写本の多くはグノーシス主義の教えに関するものであるが、グノーシス主義だけでなくヘルメス思想に分類される写本やプラトンの『国家』の抄訳も含まれている。
ナグ・ハマディ写本研究の第一人者ジェームズ・ロビンソン(James Robinson)による英語版の『ナグ・ハマディ写本』の解説では、本書はもともとエジプトのパコミオス派の修道院に所蔵されていたが、司教であったアレクサンドリアのアタナシオスから367年に聖書正典ではない文書を用いないようにという指示が出た[1]ために隠匿されたのではないかとしている。
写本はコプト語で書かれているが、ギリシャ語から翻訳されたものがほとんどであると考えられている。

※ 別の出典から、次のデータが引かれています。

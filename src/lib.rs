pub mod config;
pub mod error;
pub mod envelope;
pub mod models;
pub mod store;
pub mod db;
pub mod handlers;
pub mod telemetry;

pub use envelope::MessageResponse;
pub use handlers::{ActionHandler, EntityRef, WorkflowHandler};
pub use store::{MemoryStore, SharedStore, Storage, StoreError};
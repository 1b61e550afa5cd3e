//! Typed access to the storage collections.

pub mod actions;
pub mod workflows;

use std::collections::BTreeMap;

use serde::Serialize;
use serde::de::DeserializeOwned;
use serde_json::Value;

use crate::store::StoreError;

fn decode<T: DeserializeOwned>(collection: &str, id: &str, value: Value) -> Result<T, StoreError> {
    serde_json::from_value(value)
        .map_err(|e| StoreError::Serialization(format!("{collection}/{id}: {e}")))
}

fn decode_all<T: DeserializeOwned>(
    collection: &str,
    records: BTreeMap<String, Value>,
) -> Result<BTreeMap<String, T>, StoreError> {
    records
        .into_iter()
        .map(|(id, value)| {
            let entity = decode(collection, &id, value)?;
            Ok::<_, StoreError>((id, entity))
        })
        .collect()
}

fn encode<T: Serialize>(entity: &T) -> Result<Value, StoreError> {
    Ok(serde_json::to_value(entity)?)
}
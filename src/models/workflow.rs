use chrono::{DateTime, Utc};
use serde::{Deserialize, Serialize};

/// How a workflow gets started.
#[derive(Debug, Clone, PartialEq, Eq, Hash, Serialize, Deserialize)]
#[serde(transparent)]
pub struct TriggerType(String);

impl TriggerType {
    pub const MANUAL: &'static str = "manual";

    pub fn new(kind: impl Into<String>) -> Self {
        TriggerType(kind.into())
    }

    pub fn as_str(&self) -> &str {
        &self.0
    }
}

impl Default for TriggerType {
    fn default() -> Self {
        TriggerType::new(Self::MANUAL)
    }
}

impl From<&str> for TriggerType {
    fn from(kind: &str) -> Self {
        TriggerType::new(kind)
    }
}

impl std::fmt::Display for TriggerType {
    fn fmt(&self, f: &mut std::fmt::Formatter<'_>) -> std::fmt::Result {
        f.write_str(&self.0)
    }
}

#[derive(Debug, Clone, PartialEq, Serialize, Deserialize)]
#[serde(rename_all = "camelCase")]
pub struct Workflow {
    pub id: String,
    pub name: String,
    pub description: String,
    pub trigger_type: TriggerType,
    pub created_at: DateTime<Utc>,
    pub updated_at: DateTime<Utc>,
}

impl Workflow {
    pub fn new(
        name: impl Into<String>,
        description: impl Into<String>,
        trigger_type: TriggerType,
    ) -> Self {
        let now = Utc::now();
        Workflow {
            id: super::new_id(),
            name: name.into(),
            description: description.into(),
            trigger_type,
            created_at: now,
            updated_at: now,
        }
    }
}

写本の中でもっとも有名なものは新約聖書外典である『トマスによる福音書』である。(同福音書の完全な写本はナグ・ハマディ写本が唯一。)
調査によって、ナグ・ハマディ写本に含まれるイエスの語録が1898年に発見された「オクシリンコス・パピルス」の内容とも共通することがわかっている。
そして、このイエスの語録は初期キリスト教においてさかんに引用されたものと同じであるとみなされる。
このことから本写本の成立はギリシャ語で「トマスによる福音書」が書かれた80年以降、すなわち1世紀から2世紀で、土中に秘匿されたのが3世紀から4世紀であるとみなされている。
ナグ・ハマディ文書そのものは現在カイロのコプト博物館に所蔵されており、日本語を含む各国語に翻訳されている。(日本語版は1997年から1998年にかけて岩波書店から全四冊で出版されている。)